In the first part, we will use a dataset called tweets.csv that contains tweets and comments from Donald Trump and Hillary Clinton. We will analyze the sentiments in these tweets and comments. We will categorize the tweets and comments as positive, negative, or neutral and create visualizations to show the results.

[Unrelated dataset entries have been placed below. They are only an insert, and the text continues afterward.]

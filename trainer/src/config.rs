use std::{env, num::NonZeroUsize, path::PathBuf, str::FromStr};

use ml_core::{InsulinModel, MultiOutputRegressor, RandomForestRegressor};

use crate::ConfigErr;

const DEFAULT_HOST: &str = "127.0.0.1";
const DEFAULT_PORT: u16 = 5000;
const DEFAULT_STORE: &str = "artifacts";
const DEFAULT_N_ESTIMATORS: NonZeroUsize = NonZeroUsize::new(100).unwrap();
const DEFAULT_RANDOM_STATE: u64 = 42;

/// Startup settings of the training service.
#[derive(Debug, Clone, PartialEq)]
pub struct TrainerConfig {
    pub host: String,
    pub port: u16,
    pub store: PathBuf,
    pub n_estimators: NonZeroUsize,
    /// `None` seeds every fit from the OS.
    pub random_state: Option<u64>,
    pub max_depth: Option<usize>,
    /// How many published versions to keep, `None` keeps all of them.
    pub keep_versions: Option<usize>,
}

impl Default for TrainerConfig {
    fn default() -> Self {
        Self {
            host: DEFAULT_HOST.to_string(),
            port: DEFAULT_PORT,
            store: PathBuf::from(DEFAULT_STORE),
            n_estimators: DEFAULT_N_ESTIMATORS,
            random_state: Some(DEFAULT_RANDOM_STATE),
            max_depth: None,
            keep_versions: None,
        }
    }
}

impl TrainerConfig {
    /// Reads the configuration from the process environment.
    pub fn from_env() -> Result<Self, ConfigErr> {
        Self::from_lookup(|var| env::var(var).ok())
    }

    /// Reads the configuration through `lookup`.
    ///
    /// # Args
    /// * `lookup` - Returns the value of a variable, or `None` if unset.
    ///
    /// # Errors
    /// A `ConfigErr` naming the first variable that doesn't parse.
    pub fn from_lookup<F>(lookup: F) -> Result<Self, ConfigErr>
    where
        F: Fn(&str) -> Option<String>,
    {
        let mut config = Self::default();

        if let Some(host) = lookup("HOST") {
            config.host = host;
        }
        if let Some(port) = parse(&lookup, "PORT")? {
            config.port = port;
        }
        if let Some(store) = lookup("MODEL_STORE") {
            config.store = PathBuf::from(store);
        }
        if let Some(n_estimators) = parse(&lookup, "N_ESTIMATORS")? {
            config.n_estimators = n_estimators;
        }
        match lookup("RANDOM_STATE") {
            Some(seed) if seed.trim().eq_ignore_ascii_case("none") => config.random_state = None,
            Some(_) => config.random_state = parse(&lookup, "RANDOM_STATE")?,
            None => {}
        }
        config.max_depth = parse(&lookup, "MAX_DEPTH")?;
        config.keep_versions = parse(&lookup, "KEEP_VERSIONS")?;

        Ok(config)
    }

    pub fn addr(&self) -> String {
        format!("{}:{}", self.host, self.port)
    }

    /// Builds the unfitted model these settings describe.
    pub fn model(&self) -> InsulinModel {
        let forest = RandomForestRegressor::new(self.n_estimators)
            .with_random_state(self.random_state)
            .with_max_depth(self.max_depth);

        MultiOutputRegressor::new(forest)
    }
}

fn parse<T, F>(lookup: &F, var: &'static str) -> Result<Option<T>, ConfigErr>
where
    T: FromStr,
    T::Err: ToString,
    F: Fn(&str) -> Option<String>,
{
    let Some(value) = lookup(var) else {
        return Ok(None);
    };

    value.trim().parse().map(Some).map_err(|e: T::Err| ConfigErr {
        var,
        value,
        reason: e.to_string(),
    })
}

#[cfg(test)]
mod tests {
    use std::collections::HashMap;

    use super::*;

    fn lookup(vars: &[(&str, &str)]) -> impl Fn(&str) -> Option<String> {
        let vars: HashMap<String, String> = vars
            .iter()
            .map(|(k, v)| (k.to_string(), v.to_string()))
            .collect();
        move |var| vars.get(var).cloned()
    }

    #[test]
    fn defaults_match_the_documented_values() {
        let config = TrainerConfig::from_lookup(lookup(&[])).unwrap();

        assert_eq!(config.addr(), "127.0.0.1:5000");
        assert_eq!(config.n_estimators.get(), 100);
        assert_eq!(config.random_state, Some(42));
        assert_eq!(config.max_depth, None);
        assert_eq!(config.keep_versions, None);
    }

    #[test]
    fn reads_every_variable() {
        let config = TrainerConfig::from_lookup(lookup(&[
            ("PORT", "9000"),
            ("MODEL_STORE", "/tmp/models"),
            ("N_ESTIMATORS", "25"),
            ("RANDOM_STATE", "none"),
            ("MAX_DEPTH", "8"),
            ("KEEP_VERSIONS", "3"),
        ]))
        .unwrap();

        assert_eq!(config.port, 9000);
        assert_eq!(config.store, PathBuf::from("/tmp/models"));
        assert_eq!(config.n_estimators.get(), 25);
        assert_eq!(config.random_state, None);
        assert_eq!(config.max_depth, Some(8));
        assert_eq!(config.keep_versions, Some(3));

        assert!(!config.model().is_fitted());
    }

    #[test]
    fn invalid_values_name_the_variable() {
        let err = TrainerConfig::from_lookup(lookup(&[("N_ESTIMATORS", "0")])).unwrap_err();
        assert_eq!(err.var, "N_ESTIMATORS");

        let err = TrainerConfig::from_lookup(lookup(&[("RANDOM_STATE", "-1")])).unwrap_err();
        assert_eq!(err.var, "RANDOM_STATE");

        let err = TrainerConfig::from_lookup(lookup(&[("MAX_DEPTH", "deep")])).unwrap_err();
        assert_eq!(err.var, "MAX_DEPTH");
    }
}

In the second part, we will collect 40 journal articles about the sentiments around Hillary Clinton and Donald Trump. Then, we will analyze these articles to understand how sentiment analysis was used and what trends were found in public opinion. Here’s the folder containing all of those collected articles that published to Google Scholar: PDF folder
# Load required libraries
library(readr)
library(dplyr)
library(stringr)
library(tidytext)
library(ggplot2)
# Read the CSV file
tweets <- read_csv("./resources/tweets.csv")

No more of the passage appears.